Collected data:
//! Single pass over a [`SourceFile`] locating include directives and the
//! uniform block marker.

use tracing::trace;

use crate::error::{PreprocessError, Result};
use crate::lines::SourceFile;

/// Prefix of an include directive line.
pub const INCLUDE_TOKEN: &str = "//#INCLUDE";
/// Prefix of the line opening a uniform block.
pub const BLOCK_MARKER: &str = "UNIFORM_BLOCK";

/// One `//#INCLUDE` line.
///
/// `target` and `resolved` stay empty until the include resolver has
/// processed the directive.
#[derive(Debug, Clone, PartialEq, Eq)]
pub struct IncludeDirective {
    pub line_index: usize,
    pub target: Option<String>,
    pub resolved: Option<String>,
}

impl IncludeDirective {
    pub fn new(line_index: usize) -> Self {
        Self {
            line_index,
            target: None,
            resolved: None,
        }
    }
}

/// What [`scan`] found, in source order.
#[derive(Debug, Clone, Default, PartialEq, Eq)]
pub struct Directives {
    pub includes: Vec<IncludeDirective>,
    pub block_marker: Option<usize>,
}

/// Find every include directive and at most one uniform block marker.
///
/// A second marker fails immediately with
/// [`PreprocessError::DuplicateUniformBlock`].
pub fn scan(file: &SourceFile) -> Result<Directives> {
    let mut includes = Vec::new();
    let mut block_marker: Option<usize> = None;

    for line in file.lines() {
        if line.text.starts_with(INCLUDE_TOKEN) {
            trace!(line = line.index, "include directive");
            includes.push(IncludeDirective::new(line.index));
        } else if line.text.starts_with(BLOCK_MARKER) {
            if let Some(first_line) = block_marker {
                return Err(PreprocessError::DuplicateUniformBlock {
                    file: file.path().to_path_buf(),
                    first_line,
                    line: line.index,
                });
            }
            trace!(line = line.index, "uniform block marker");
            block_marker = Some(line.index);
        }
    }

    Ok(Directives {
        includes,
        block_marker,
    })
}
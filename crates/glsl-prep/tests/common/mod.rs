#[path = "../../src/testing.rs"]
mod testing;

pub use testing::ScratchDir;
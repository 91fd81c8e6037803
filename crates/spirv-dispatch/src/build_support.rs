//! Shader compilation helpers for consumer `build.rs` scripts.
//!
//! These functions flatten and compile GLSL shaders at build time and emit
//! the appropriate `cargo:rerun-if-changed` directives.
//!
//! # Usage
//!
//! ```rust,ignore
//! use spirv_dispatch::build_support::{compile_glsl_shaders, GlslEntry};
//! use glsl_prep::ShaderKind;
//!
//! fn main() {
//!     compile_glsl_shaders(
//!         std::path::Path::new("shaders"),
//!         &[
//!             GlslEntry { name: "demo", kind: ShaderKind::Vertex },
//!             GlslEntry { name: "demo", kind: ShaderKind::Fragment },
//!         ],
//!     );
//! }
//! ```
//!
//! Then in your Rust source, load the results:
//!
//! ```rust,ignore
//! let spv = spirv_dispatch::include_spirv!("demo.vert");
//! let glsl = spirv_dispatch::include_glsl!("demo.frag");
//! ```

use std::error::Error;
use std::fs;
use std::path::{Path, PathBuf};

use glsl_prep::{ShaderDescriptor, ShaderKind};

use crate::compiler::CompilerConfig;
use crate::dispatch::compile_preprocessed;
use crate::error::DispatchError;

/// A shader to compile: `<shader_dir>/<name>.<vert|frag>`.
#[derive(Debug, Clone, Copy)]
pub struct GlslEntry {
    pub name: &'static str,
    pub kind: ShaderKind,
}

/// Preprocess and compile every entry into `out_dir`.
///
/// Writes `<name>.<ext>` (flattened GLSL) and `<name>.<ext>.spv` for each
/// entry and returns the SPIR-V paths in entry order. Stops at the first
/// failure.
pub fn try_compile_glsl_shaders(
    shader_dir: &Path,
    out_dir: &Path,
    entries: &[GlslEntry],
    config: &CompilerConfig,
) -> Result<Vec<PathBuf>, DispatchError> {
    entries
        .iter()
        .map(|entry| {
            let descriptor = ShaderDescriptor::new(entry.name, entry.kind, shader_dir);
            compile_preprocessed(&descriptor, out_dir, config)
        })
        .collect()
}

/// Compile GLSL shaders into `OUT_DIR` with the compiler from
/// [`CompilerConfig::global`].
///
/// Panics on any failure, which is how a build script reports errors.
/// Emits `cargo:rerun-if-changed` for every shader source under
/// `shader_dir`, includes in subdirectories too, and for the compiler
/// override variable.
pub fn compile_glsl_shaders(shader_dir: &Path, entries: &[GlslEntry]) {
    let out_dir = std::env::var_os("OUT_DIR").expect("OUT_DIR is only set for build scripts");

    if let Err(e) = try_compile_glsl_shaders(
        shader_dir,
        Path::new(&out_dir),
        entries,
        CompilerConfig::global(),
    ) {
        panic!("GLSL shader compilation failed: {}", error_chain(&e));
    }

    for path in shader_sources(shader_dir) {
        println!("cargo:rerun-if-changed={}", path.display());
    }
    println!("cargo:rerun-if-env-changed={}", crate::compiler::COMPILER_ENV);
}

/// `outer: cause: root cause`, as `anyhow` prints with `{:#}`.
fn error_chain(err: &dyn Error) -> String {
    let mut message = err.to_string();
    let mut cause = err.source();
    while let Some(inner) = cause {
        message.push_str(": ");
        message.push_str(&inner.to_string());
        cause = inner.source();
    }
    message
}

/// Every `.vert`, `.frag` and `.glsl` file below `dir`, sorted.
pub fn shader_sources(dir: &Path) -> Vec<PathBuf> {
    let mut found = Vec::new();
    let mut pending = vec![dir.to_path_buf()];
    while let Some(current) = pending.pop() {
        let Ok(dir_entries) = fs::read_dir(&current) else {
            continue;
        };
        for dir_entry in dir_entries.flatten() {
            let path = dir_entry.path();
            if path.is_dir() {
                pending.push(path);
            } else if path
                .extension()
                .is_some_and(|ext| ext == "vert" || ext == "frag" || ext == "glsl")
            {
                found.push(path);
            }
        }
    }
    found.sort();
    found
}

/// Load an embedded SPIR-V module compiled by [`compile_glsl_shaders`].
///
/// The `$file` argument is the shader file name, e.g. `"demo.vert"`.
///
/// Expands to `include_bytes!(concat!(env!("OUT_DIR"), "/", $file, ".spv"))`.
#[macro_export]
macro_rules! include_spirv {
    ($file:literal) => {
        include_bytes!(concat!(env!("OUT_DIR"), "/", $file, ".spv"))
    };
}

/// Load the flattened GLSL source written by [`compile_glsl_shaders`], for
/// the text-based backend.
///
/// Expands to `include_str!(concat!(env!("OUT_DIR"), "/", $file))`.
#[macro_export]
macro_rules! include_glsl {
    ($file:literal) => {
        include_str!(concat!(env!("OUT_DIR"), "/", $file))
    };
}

==

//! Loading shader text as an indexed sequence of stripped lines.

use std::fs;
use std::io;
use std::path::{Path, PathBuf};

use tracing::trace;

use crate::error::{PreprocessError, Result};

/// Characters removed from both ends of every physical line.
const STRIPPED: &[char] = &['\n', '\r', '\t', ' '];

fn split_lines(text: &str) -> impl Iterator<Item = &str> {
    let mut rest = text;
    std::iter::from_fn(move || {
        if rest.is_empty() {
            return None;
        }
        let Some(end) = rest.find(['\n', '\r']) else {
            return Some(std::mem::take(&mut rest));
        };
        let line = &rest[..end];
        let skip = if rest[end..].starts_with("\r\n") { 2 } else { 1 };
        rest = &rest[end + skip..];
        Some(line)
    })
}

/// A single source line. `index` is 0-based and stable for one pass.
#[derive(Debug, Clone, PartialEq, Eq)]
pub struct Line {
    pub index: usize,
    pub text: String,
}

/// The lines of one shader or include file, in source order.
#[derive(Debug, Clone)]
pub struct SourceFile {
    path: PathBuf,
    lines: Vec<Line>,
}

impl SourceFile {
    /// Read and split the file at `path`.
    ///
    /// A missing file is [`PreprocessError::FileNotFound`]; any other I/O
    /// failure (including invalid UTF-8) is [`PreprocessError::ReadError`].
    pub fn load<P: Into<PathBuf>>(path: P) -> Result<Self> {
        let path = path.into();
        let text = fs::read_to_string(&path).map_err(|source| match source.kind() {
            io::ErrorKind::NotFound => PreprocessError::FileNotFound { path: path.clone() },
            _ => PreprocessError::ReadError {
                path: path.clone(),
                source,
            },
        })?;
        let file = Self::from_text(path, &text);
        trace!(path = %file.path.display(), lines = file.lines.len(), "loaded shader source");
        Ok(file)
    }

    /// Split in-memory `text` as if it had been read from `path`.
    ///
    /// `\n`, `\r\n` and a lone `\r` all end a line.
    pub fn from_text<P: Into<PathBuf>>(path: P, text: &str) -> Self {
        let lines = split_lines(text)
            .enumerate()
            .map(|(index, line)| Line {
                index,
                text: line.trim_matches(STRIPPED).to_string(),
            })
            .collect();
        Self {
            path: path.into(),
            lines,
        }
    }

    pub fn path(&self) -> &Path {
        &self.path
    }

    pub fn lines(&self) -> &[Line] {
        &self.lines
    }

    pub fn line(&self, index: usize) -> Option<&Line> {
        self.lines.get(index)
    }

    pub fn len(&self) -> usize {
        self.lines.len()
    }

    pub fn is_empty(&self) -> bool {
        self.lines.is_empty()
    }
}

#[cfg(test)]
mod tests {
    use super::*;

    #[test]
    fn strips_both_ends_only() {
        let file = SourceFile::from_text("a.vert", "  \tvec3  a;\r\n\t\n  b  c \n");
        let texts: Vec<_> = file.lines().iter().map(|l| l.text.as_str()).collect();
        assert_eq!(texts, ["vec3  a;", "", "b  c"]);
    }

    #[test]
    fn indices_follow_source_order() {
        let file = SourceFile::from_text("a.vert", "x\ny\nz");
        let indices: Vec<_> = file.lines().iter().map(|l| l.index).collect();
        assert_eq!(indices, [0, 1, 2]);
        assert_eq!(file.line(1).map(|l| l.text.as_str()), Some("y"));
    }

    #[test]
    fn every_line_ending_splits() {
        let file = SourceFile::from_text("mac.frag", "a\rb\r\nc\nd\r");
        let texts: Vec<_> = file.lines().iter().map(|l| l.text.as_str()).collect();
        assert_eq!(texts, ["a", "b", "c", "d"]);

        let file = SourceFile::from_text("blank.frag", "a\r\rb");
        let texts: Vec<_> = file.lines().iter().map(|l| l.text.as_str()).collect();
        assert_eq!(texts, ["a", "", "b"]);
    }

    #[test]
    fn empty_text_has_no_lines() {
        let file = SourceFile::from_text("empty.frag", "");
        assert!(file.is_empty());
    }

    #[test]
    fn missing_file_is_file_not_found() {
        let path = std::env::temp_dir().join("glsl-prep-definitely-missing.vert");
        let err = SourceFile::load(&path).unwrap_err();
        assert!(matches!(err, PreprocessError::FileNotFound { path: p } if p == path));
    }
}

Assigned task: The lines you need are those with the word "resolved"; list them from the entries.

Response:
/// `target` and `resolved` stay empty until the include resolver has
    pub resolved: Option<String>,
            resolved: None,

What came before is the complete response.